Collected data entries
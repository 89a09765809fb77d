//! Performance measurement for dot role resolution over dense measures

// Criterion macros generate undocumented functions
#![allow(missing_docs)]

use criterion::{Criterion, criterion_group, criterion_main};
use glyphscore::glyph::{GlyphArena, Shape};
use glyphscore::score::dot::populate_dot;
use glyphscore::score::{Barline, Chord, ErrorSink, Measure, Note, Scale};
use glyphscore::spatial::BoundingBox;
use std::hint::black_box;

const INTERLINE: u32 = 10;

fn dense_measure(arena: &mut GlyphArena, chords: usize) -> Measure {
    let mut built = Vec::with_capacity(chords);
    for index in 0..chords {
        let x = 10 + (index as i32) * 20;
        let head = arena.register(vec![[x, 50]], INTERLINE);
        built.push(Chord {
            notes: vec![Note {
                glyph: head,
                shape: Shape::NoteheadBlack,
                bounds: BoundingBox::new([x - 4, 46], [x + 4, 54]),
            }],
            dots: 0,
            glyphs: Vec::new(),
        });
    }
    let barline_x = 10 + (chords as i32) * 20;
    let barline_glyph = arena.register(vec![[barline_x, 50]], INTERLINE);
    Measure {
        number: 1,
        left_x: 0,
        barline: Some(Barline {
            glyph: barline_glyph,
            left_x: barline_x,
            right_x: barline_x + 1,
            glyphs: Vec::new(),
        }),
        chords: built,
        articulations: Vec::new(),
        staff_mid_y: 45,
    }
}

/// Measures one dot competing against 64 chords and a repeat barline
fn bench_populate_dot(c: &mut Criterion) {
    c.bench_function("populate_dot_64_chords", |b| {
        b.iter(|| {
            let mut arena = GlyphArena::new();
            let measure = dense_measure(&mut arena, 64);
            let dot = arena.register(vec![[655, 50]], INTERLINE);
            if let Some(glyph) = arena.get_mut(dot) {
                glyph.set_shape(Some(Shape::Dot));
            }
            let mut measures = vec![measure];
            let mut errors = ErrorSink::default();

            let result = populate_dot(
                &mut arena,
                black_box(dot),
                &mut measures,
                0,
                black_box([655, 50]),
                Scale::new(INTERLINE),
                &mut errors,
            );
            black_box(result.is_ok());
        });
    });
}

criterion_group!(benches, bench_populate_dot);
criterion_main!(benches);
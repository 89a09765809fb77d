//! Score structural entities and per-system state
//!
//! Entities are rebuilt from scratch at the start of every translation
//! iteration and refined during it; only a converged structure is retained.
//! All cross-entity references are index-based (measure/chord/articulation
//! indices within a system) so a rebuild can never leave dangling pointers.

/// Consistency checks over a freshly translated system
pub mod checker;
/// Dot role resolution
pub mod dot;

use std::collections::{BTreeMap, BTreeSet};

use log::warn;

use crate::glyph::{GlyphArena, GlyphId, Shape};
use crate::spatial::BoundingBox;

/// Physical scale of a staff context
///
/// Converts interline fractions (the unit of every geometric tolerance) to
/// pixel distances.
#[derive(Debug, Clone, Copy)]
pub struct Scale {
    interline: u32,
}

impl Scale {
    /// Create a scale from the staff interline (clamped to at least 1 pixel)
    pub const fn new(interline: u32) -> Self {
        Self {
            interline: if interline == 0 { 1 } else { interline },
        }
    }

    /// The interline in pixels
    pub const fn interline(&self) -> u32 {
        self.interline
    }

    /// Convert an interline fraction to a pixel distance, rounded
    pub fn to_pixels(&self, fraction: f64) -> i32 {
        (fraction * f64::from(self.interline)).round() as i32
    }
}

/// One staff of a system: vertical placement plus the ledger bookkeeping
#[derive(Debug)]
pub struct StaffInfo {
    /// Ordinate of the middle staff line
    pub mid_y: i32,
    /// Staff interline in pixels
    pub interline: u32,
    /// Candidate ledgers per row index (+1 below the staff, -1 above, ...)
    pub ledger_map: BTreeMap<i32, BTreeSet<GlyphId>>,
}

impl StaffInfo {
    /// Create a staff at the given middle-line ordinate
    pub const fn new(mid_y: i32, interline: u32) -> Self {
        Self {
            mid_y,
            interline,
            ledger_map: BTreeMap::new(),
        }
    }

    /// Vertical position in staff-line units (0 = middle line, +2 = line below)
    pub fn pitch_position(&self, y: i32) -> f64 {
        f64::from(y - self.mid_y) / (f64::from(self.interline) / 2.0)
    }

    /// Record a candidate ledger glyph on the given row
    pub fn add_ledger(&mut self, row: i32, glyph: GlyphId) {
        self.ledger_map.entry(row).or_default().insert(glyph);
    }
}

/// A pitched or rest symbol inside a chord
#[derive(Debug, Clone, Copy)]
pub struct Note {
    /// Translating glyph
    pub glyph: GlyphId,
    /// Shape the note was built from
    pub shape: Shape,
    /// Absolute bounds of the translating glyph
    pub bounds: BoundingBox,
}

impl Note {
    /// Whether this note is a rest of any duration
    pub const fn is_rest(&self) -> bool {
        self.shape.is_rest()
    }

    /// Whether this note is specifically a whole rest
    pub const fn is_whole_rest(&self) -> bool {
        self.shape.is_whole_rest()
    }

    /// Geometric center of the note
    pub const fn center(&self) -> [i32; 2] {
        self.bounds.center()
    }

    /// Right-center reference point (augmentation dots attach here)
    pub const fn center_right(&self) -> [i32; 2] {
        [self.bounds.max[0], self.bounds.center()[1]]
    }
}

/// A group of simultaneous notes with an augmentation dot count
#[derive(Debug, Default)]
pub struct Chord {
    /// Member notes, top to bottom
    pub notes: Vec<Note>,
    /// Number of committed augmentation dots
    pub dots: u32,
    /// Glyphs owned by this chord beyond the note glyphs (e.g. dots)
    pub glyphs: Vec<GlyphId>,
}

impl Chord {
    /// Attach an auxiliary glyph (an augmentation dot) to this chord
    pub fn add_glyph(&mut self, glyph: GlyphId) {
        self.glyphs.push(glyph);
    }
}

/// A vertical measure separator with physical extents
#[derive(Debug)]
pub struct Barline {
    /// Translating glyph
    pub glyph: GlyphId,
    /// Leftmost abscissa of the barline ink
    pub left_x: i32,
    /// Rightmost abscissa of the barline ink
    pub right_x: i32,
    /// Auxiliary glyphs accumulated on the barline (e.g. repeat dots)
    pub glyphs: Vec<GlyphId>,
}

impl Barline {
    /// Attach an auxiliary glyph (a repeat dot) to this barline
    pub fn add_glyph(&mut self, glyph: GlyphId) {
        self.glyphs.push(glyph);
    }
}

/// An articulation mark tying a glyph, a chord and a location together
#[derive(Debug, Clone, Copy)]
pub struct Articulation {
    /// Articulation shape (staccato for now)
    pub shape: Shape,
    /// Translating glyph
    pub glyph: GlyphId,
    /// Index of the articulated chord within the measure
    pub chord: usize,
    /// Absolute location of the mark
    pub location: [i32; 2],
}

/// An ordered slice of a system between two barlines
#[derive(Debug)]
pub struct Measure {
    /// Page-wide measure number, assigned by the cross-system epilog
    pub number: usize,
    /// Leftmost abscissa covered by the measure
    pub left_x: i32,
    /// Trailing barline, if the measure is closed by one
    pub barline: Option<Barline>,
    /// Member chords, left to right
    pub chords: Vec<Chord>,
    /// Articulation marks committed in this measure
    pub articulations: Vec<Articulation>,
    /// Ordinate of the middle line of the measure's staff
    pub staff_mid_y: i32,
}

impl Measure {
    /// Rightmost abscissa: the trailing barline's right edge, if closed
    pub fn right_x(&self) -> Option<i32> {
        self.barline.as_ref().map(|barline| barline.right_x)
    }
}

/// Processing step an error was recorded by
#[derive(Debug, Clone, Copy, PartialEq, Eq)]
pub enum Step {
    /// Pattern validation (pre-translation corrective pass)
    Patterns,
    /// Glyph-to-score translation
    Translation,
}

/// One recoverable error recorded against a system
#[derive(Debug)]
pub struct ErrorRecord {
    /// Step that recorded the error
    pub step: Step,
    /// Offending glyph, when the error is glyph-scoped
    pub glyph: Option<GlyphId>,
    /// Human-readable description
    pub message: String,
}

/// Per-system, step-scoped error sink
///
/// System-scoped by construction, so parallel system processing needs no
/// shared sink.
#[derive(Debug, Default)]
pub struct ErrorSink {
    records: Vec<ErrorRecord>,
}

impl ErrorSink {
    /// Record an error against an optional glyph
    pub fn report(&mut self, step: Step, glyph: Option<GlyphId>, message: impl Into<String>) {
        let message = message.into();
        warn!("{step:?}: {message} (glyph {glyph:?})");
        self.records.push(ErrorRecord {
            step,
            glyph,
            message,
        });
    }

    /// Drop the records of one step, preserving every other step's records
    pub fn clear_step(&mut self, step: Step) {
        self.records.retain(|record| record.step != step);
    }

    /// All records, in report order
    pub fn records(&self) -> &[ErrorRecord] {
        &self.records
    }

    /// Number of records for one step
    pub fn count_for(&self, step: Step) -> usize {
        self.records
            .iter()
            .filter(|record| record.step == step)
            .count()
    }
}

/// One detected staff system, the unit of independent translation
#[derive(Debug)]
pub struct SystemInfo {
    /// System index on the page
    pub id: usize,
    scale: Scale,
    /// Active glyph working set
    pub glyphs: Vec<GlyphId>,
    /// Member staves, top to bottom
    pub staves: Vec<StaffInfo>,
    /// Derived measures, rebuilt on every translation iteration
    pub measures: Vec<Measure>,
    /// System-scoped error sink
    pub errors: ErrorSink,
}

impl SystemInfo {
    /// Create an empty system with the given physical scale
    pub const fn new(id: usize, scale: Scale) -> Self {
        Self {
            id,
            scale,
            glyphs: Vec::new(),
            staves: Vec::new(),
            measures: Vec::new(),
            errors: ErrorSink {
                records: Vec::new(),
            },
        }
    }

    /// The system's physical scale
    pub const fn scale(&self) -> Scale {
        self.scale
    }

    /// Add a glyph to the working set
    pub fn add_glyph(&mut self, glyph: GlyphId) {
        self.glyphs.push(glyph);
    }

    /// Purge glyphs that are no longer active
    ///
    /// A glyph absorbed into a compound is replaced by its ancestor; glyphs
    /// left without a shape (demoted by a validator) are dropped. Returns the
    /// number of entries removed.
    pub fn remove_inactive_glyphs(&mut self, arena: &GlyphArena) -> usize {
        let before = self.glyphs.len();
        let mut seen = BTreeSet::new();
        let mut active = Vec::with_capacity(before);
        for &id in &self.glyphs {
            let ancestor = arena.ancestor_of(id);
            if !seen.insert(ancestor) {
                continue;
            }
            if arena.get(ancestor).is_some_and(|g| g.shape().is_some()) {
                active.push(ancestor);
            }
        }
        self.glyphs = active;
        before - self.glyphs.len()
    }
}

/// A full page: the glyph arena plus its detected systems
#[derive(Debug, Default)]
pub struct Page {
    /// Owner of every glyph on the page
    pub arena: GlyphArena,
    /// Detected systems, top to bottom
    pub systems: Vec<SystemInfo>,
}

impl Page {
    /// Create an empty page
    pub const fn new() -> Self {
        Self {
            arena: GlyphArena::new(),
            systems: Vec::new(),
        }
    }
}

#[cfg(test)]
mod tests {
    use super::*;

    #[test]
    fn test_scale_conversion_rounds() {
        let scale = Scale::new(16);
        assert_eq!(scale.to_pixels(1.5), 24);
        assert_eq!(scale.to_pixels(0.2), 3);
        assert_eq!(Scale::new(0).interline(), 1);
    }

    #[test]
    fn test_pitch_position_is_signed_half_interlines() {
        let staff = StaffInfo::new(100, 16);
        assert!((staff.pitch_position(100)).abs() < f64::EPSILON);
        assert!((staff.pitch_position(108) - 1.0).abs() < f64::EPSILON);
        assert!((staff.pitch_position(84) + 2.0).abs() < f64::EPSILON);
    }

    #[test]
    fn test_note_flags_and_reference_points() {
        let head = Note {
            glyph: 0,
            shape: Shape::NoteheadBlack,
            bounds: BoundingBox::new([10, 20], [19, 29]),
        };
        assert!(!head.is_rest());
        assert_eq!(head.center(), [14, 24]);
        assert_eq!(head.center_right(), [19, 24]);

        let rest = Note {
            glyph: 1,
            shape: Shape::WholeRest,
            bounds: BoundingBox::new([0, 0], [3, 3]),
        };
        assert!(rest.is_rest());
        assert!(rest.is_whole_rest());
    }

    #[test]
    fn test_error_sink_is_step_scoped() {
        let mut sink = ErrorSink::default();
        sink.report(Step::Patterns, Some(3), "ledger demoted");
        sink.report(Step::Translation, None, "dot unassigned");
        sink.report(Step::Translation, Some(5), "dot unassigned");
        assert_eq!(sink.count_for(Step::Translation), 2);

        sink.clear_step(Step::Translation);
        assert_eq!(sink.count_for(Step::Translation), 0);
        assert_eq!(sink.count_for(Step::Patterns), 1);
        assert_eq!(sink.records().len(), 1);
    }

    #[test]
    fn test_inactive_purge_keeps_shaped_ancestors() {
        let mut arena = GlyphArena::new();
        let a = arena.register(vec![[0, 0]], 10);
        let b = arena.register(vec![[1, 0]], 10);
        let shapeless = arena.register(vec![[9, 9]], 10);
        let merged = arena.merge(&[a, b], 10);
        assert!(merged.is_ok_and(|merged| {
            if let Some(glyph) = arena.get_mut(merged) {
                glyph.set_shape(Some(Shape::NoteheadBlack));
            }
            let mut system = SystemInfo::new(0, Scale::new(10));
            system.add_glyph(a);
            system.add_glyph(b);
            system.add_glyph(shapeless);
            let removed = system.remove_inactive_glyphs(&arena);
            removed == 2 && system.glyphs == vec![merged]
        }));
    }
}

__WHAT THE TASK REQUIRES__: Starting at the line above that contains "pub const fn new(mid_y: i32, interline: u32)", repeat each line exactly up to and including the line that contains "a whole rest", and stop there.

__RESPONSE FOR THIS EXERCISE__:
    pub const fn new(mid_y: i32, interline: u32) -> Self {
        Self {
            mid_y,
            interline,
            ledger_map: BTreeMap::new(),
        }
    }

    /// Vertical position in staff-line units (0 = middle line, +2 = line below)
    pub fn pitch_position(&self, y: i32) -> f64 {
        f64::from(y - self.mid_y) / (f64::from(self.interline) / 2.0)
    }

    /// Record a candidate ledger glyph on the given row
    pub fn add_ledger(&mut self, row: i32, glyph: GlyphId) {
        self.ledger_map.entry(row).or_default().insert(glyph);
    }
}

/// A pitched or rest symbol inside a chord
#[derive(Debug, Clone, Copy)]
pub struct Note {
    /// Translating glyph
    pub glyph: GlyphId,
    /// Shape the note was built from
    pub shape: Shape,
    /// Absolute bounds of the translating glyph
    pub bounds: BoundingBox,
}

impl Note {
    /// Whether this note is a rest of any duration
    pub const fn is_rest(&self) -> bool {
        self.shape.is_rest()
    }

    /// Whether this note is specifically a whole rest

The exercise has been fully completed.